Of course, they are not going to do that -- at least not voluntarily. George W. Bush was handed a $127 billion surplus when Bill Clinton left office. Because that money was OUR money and not HIS, he did what the rich prefer to do -- spend it and never look back. Now we have a $9.5 trillion debt that will take seven generations from which to recover. Why -- on --earth – did -- our -- "representatives" -- give -- these -- robber -- barons -- $US850 BILLION -- of – OUR -- money?

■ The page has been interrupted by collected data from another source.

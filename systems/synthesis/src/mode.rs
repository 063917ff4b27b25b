//! Player input mode: ordinary tower placement or synthesis.

use elemental_defence_core::{CellCoord, Command, Event, SynthesisError, TowerId, TowerKind};
use log::debug;

use crate::{SelectionStatus, SynthesisSelection};

/// What a click on the map currently does.
#[derive(Clone, Copy, Debug, Default, PartialEq, Eq, Hash)]
pub enum Mode {
    /// Map clicks are ignored.
    #[default]
    None,
    /// Map clicks place a tower of the chosen kind.
    TowerSelect(TowerKind),
    /// Map clicks drive the synthesis selection.
    Synthesis,
}

/// Arbitrates between tower placement and synthesis input.
///
/// The two modes are mutually exclusive: entering one leaves the other and
/// releases any partial synthesis selection.
#[derive(Clone, Debug, Default)]
pub struct ModeManager {
    mode: Mode,
    selection: SynthesisSelection,
}

impl ModeManager {
    /// Creates a manager with no active mode.
    #[must_use]
    pub fn new() -> Self {
        Self::default()
    }

    /// Currently active mode.
    #[must_use]
    pub fn mode(&self) -> Mode {
        self.mode
    }

    /// Synthesis selection state.
    #[must_use]
    pub fn selection(&self) -> &SynthesisSelection {
        &self.selection
    }

    /// Enters placement mode for `kind`.
    pub fn on_click_tower_button(&mut self, kind: TowerKind, out: &mut Vec<Command>) {
        self.selection.reset(out);
        self.mode = Mode::TowerSelect(kind);
        debug!("placement mode for {kind}");
    }

    /// Toggles synthesis mode.
    pub fn on_click_synthesis_button(&mut self, out: &mut Vec<Command>) {
        self.selection.reset(out);
        self.mode = match self.mode {
            Mode::Synthesis => Mode::None,
            Mode::None | Mode::TowerSelect(_) => Mode::Synthesis,
        };
        debug!("mode is now {:?}", self.mode);
    }

    /// Handles a click on `cell`, where `occupant` is the tower standing there.
    ///
    /// In placement mode the click places a tower. In synthesis mode it
    /// selects a tower, or places the confirmed synthesis.
    pub fn on_click_map(
        &mut self,
        cell: CellCoord,
        occupant: Option<(TowerId, TowerKind)>,
        out: &mut Vec<Command>,
    ) -> Result<(), SynthesisError> {
        match self.mode {
            Mode::None => Ok(()),
            Mode::TowerSelect(kind) => {
                out.push(Command::PlaceTower { kind, cell });
                Ok(())
            }
            Mode::Synthesis => match self.selection.status() {
                SelectionStatus::Confirmed => {
                    out.push(self.selection.place(cell)?);
                    Ok(())
                }
                SelectionStatus::TwoSelected => Err(SynthesisError::NotConfirmed),
                SelectionStatus::None | SelectionStatus::OneSelected => {
                    let (tower, kind) = occupant.ok_or(SynthesisError::NoTower)?;
                    let _ = self.selection.select(tower, kind, out)?;
                    Ok(())
                }
            },
        }
    }

    /// Handles the escape key.
    ///
    /// Synthesis steps back one level and is left once nothing is selected.
    /// Placement mode is left immediately.
    pub fn on_click_esc(&mut self, out: &mut Vec<Command>) {
        match self.mode {
            Mode::None => {}
            Mode::TowerSelect(_) => self.mode = Mode::None,
            Mode::Synthesis => {
                if self.selection.status() == SelectionStatus::None {
                    self.mode = Mode::None;
                } else {
                    let _ = self.selection.cancel(out);
                }
            }
        }
    }

    /// Confirms the selected pair.
    pub fn on_confirm_synthesis(&mut self) -> Result<TowerKind, SynthesisError> {
        if self.mode != Mode::Synthesis {
            return Err(SynthesisError::InactiveMode);
        }
        self.selection.confirm()
    }

    /// Reconciles the synthesis selection with world events.
    pub fn handle(&mut self, events: &[Event]) {
        self.selection.handle(events);
    }

    /// Prompt for the player, if the active mode has one.
    #[must_use]
    pub fn message(&self) -> Option<&'static str> {
        match self.mode {
            Mode::Synthesis => Some(self.selection.message()),
            Mode::None | Mode::TowerSelect(_) => None,
        }
    }
}

#[cfg(test)]
mod tests {
    use super::*;

    #[test]
    fn placement_mode_emits_place_commands() {
        let mut manager = ModeManager::new();
        let mut out = Vec::new();
        let cell = CellCoord::new(4, 2);

        manager.on_click_map(cell, None, &mut out).expect("ignored");
        assert!(out.is_empty());

        manager.on_click_tower_button(TowerKind::Wind, &mut out);
        manager.on_click_map(cell, None, &mut out).expect("placement");
        assert_eq!(
            out,
            vec![Command::PlaceTower {
                kind: TowerKind::Wind,
                cell,
            }]
        );
    }

    #[test]
    fn switching_modes_releases_partial_selection() {
        let mut manager = ModeManager::new();
        let mut out = Vec::new();
        manager.on_click_synthesis_button(&mut out);
        manager
            .on_click_map(
                CellCoord::new(1, 1),
                Some((TowerId::new(7), TowerKind::Fire)),
                &mut out,
            )
            .expect("selection");
        out.clear();

        manager.on_click_tower_button(TowerKind::Ice, &mut out);

        assert_eq!(manager.mode(), Mode::TowerSelect(TowerKind::Ice));
        assert_eq!(manager.selection().status(), SelectionStatus::None);
        assert_eq!(
            out,
            vec![Command::SetTowerSelected {
                tower: TowerId::new(7),
                selected: false,
            }]
        );
    }

    #[test]
    fn synthesis_button_toggles() {
        let mut manager = ModeManager::new();
        let mut out = Vec::new();
        manager.on_click_synthesis_button(&mut out);
        assert_eq!(manager.mode(), Mode::Synthesis);
        assert_eq!(manager.message(), Some("Select a tower."));
        manager.on_click_synthesis_button(&mut out);
        assert_eq!(manager.mode(), Mode::None);
        assert_eq!(manager.message(), None);
    }

    #[test]
    fn empty_cell_click_selects_nothing() {
        let mut manager = ModeManager::new();
        let mut out = Vec::new();
        manager.on_click_synthesis_button(&mut out);

        assert_eq!(
            manager.on_click_map(CellCoord::new(0, 0), None, &mut out),
            Err(SynthesisError::NoTower)
        );
        assert!(out.is_empty());
    }

    #[test]
    fn escape_unwinds_then_leaves_synthesis() {
        let mut manager = ModeManager::new();
        let mut out = Vec::new();
        manager.on_click_synthesis_button(&mut out);
        manager
            .on_click_map(
                CellCoord::new(1, 1),
                Some((TowerId::new(1), TowerKind::Stone)),
                &mut out,
            )
            .expect("selection");

        manager.on_click_esc(&mut out);
        assert_eq!(manager.mode(), Mode::Synthesis);
        assert_eq!(manager.selection().status(), SelectionStatus::None);

        manager.on_click_esc(&mut out);
        assert_eq!(manager.mode(), Mode::None);
    }

    #[test]
    fn confirm_outside_synthesis_is_rejected() {
        let mut manager = ModeManager::new();
        assert_eq!(
            manager.on_confirm_synthesis(),
            Err(SynthesisError::InactiveMode)
        );
    }

    #[test]
    fn map_click_while_awaiting_confirmation_is_rejected() {
        let mut manager = ModeManager::new();
        let mut out = Vec::new();
        manager.on_click_synthesis_button(&mut out);
        for (id, kind) in [(1, TowerKind::Fire), (2, TowerKind::Wind)] {
            manager
                .on_click_map(CellCoord::new(id, 0), Some((TowerId::new(id), kind)), &mut out)
                .expect("selection");
        }

        assert_eq!(
            manager.on_click_map(CellCoord::new(5, 5), None, &mut out),
            Err(SynthesisError::NotConfirmed)
        );
        assert_eq!(manager.on_confirm_synthesis(), Ok(TowerKind::HotWind));

        out.clear();
        manager
            .on_click_map(CellCoord::new(5, 5), None, &mut out)
            .expect("placement");
        assert_eq!(
            out,
            vec![Command::SynthesizeTowers {
                first: TowerId::new(1),
                second: TowerId::new(2),
                cell: CellCoord::new(5, 5),
            }]
        );
    }
}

Last week, proposed my own bailout plan. My suggestions, listed below, were predicated on the singular and simple belief that the rich must pull themselves up by their own platinum bootstraps. Sorry, fellows, but you drilled it into our heads one too many times: THERE...IS...NO…FREE... LUNCH ~ PERIOD! And thank you for encouraging us to hate people on welfare! So, there should have been NO HANDOUTS FROM US TO YOU! Last Friday, after voting AGAINST this BAILOUT, in an unprecedented turn of events, the House FLIP-FLOPPED their "No" Vote & said "Yes", in a rush version of a "bailout" bill vote. IN SPITE OF THE PEOPLE'S OVERWHELMING DISAPPROVAL OF THIS BAILOUT BILL... IN SPITE OF MILLIONS OF CALLS FROM THE PEOPLE CRASHING WASHINGTON "representatives'" PHONE LINES...IN SPITE OF CRASHING OUR POLITICIAN'S WEBSITES...IN SPITE OF HUNDREDS OF THOUSANDS OF PEOPLE PROTESTING AROUND THE COUNTRY... THEY VOTED FOR THIS BAILOUT! The People first succeeded on Monday with the House, but failed do it with the Senate and then THE HOUSE TURNED ON US TOO!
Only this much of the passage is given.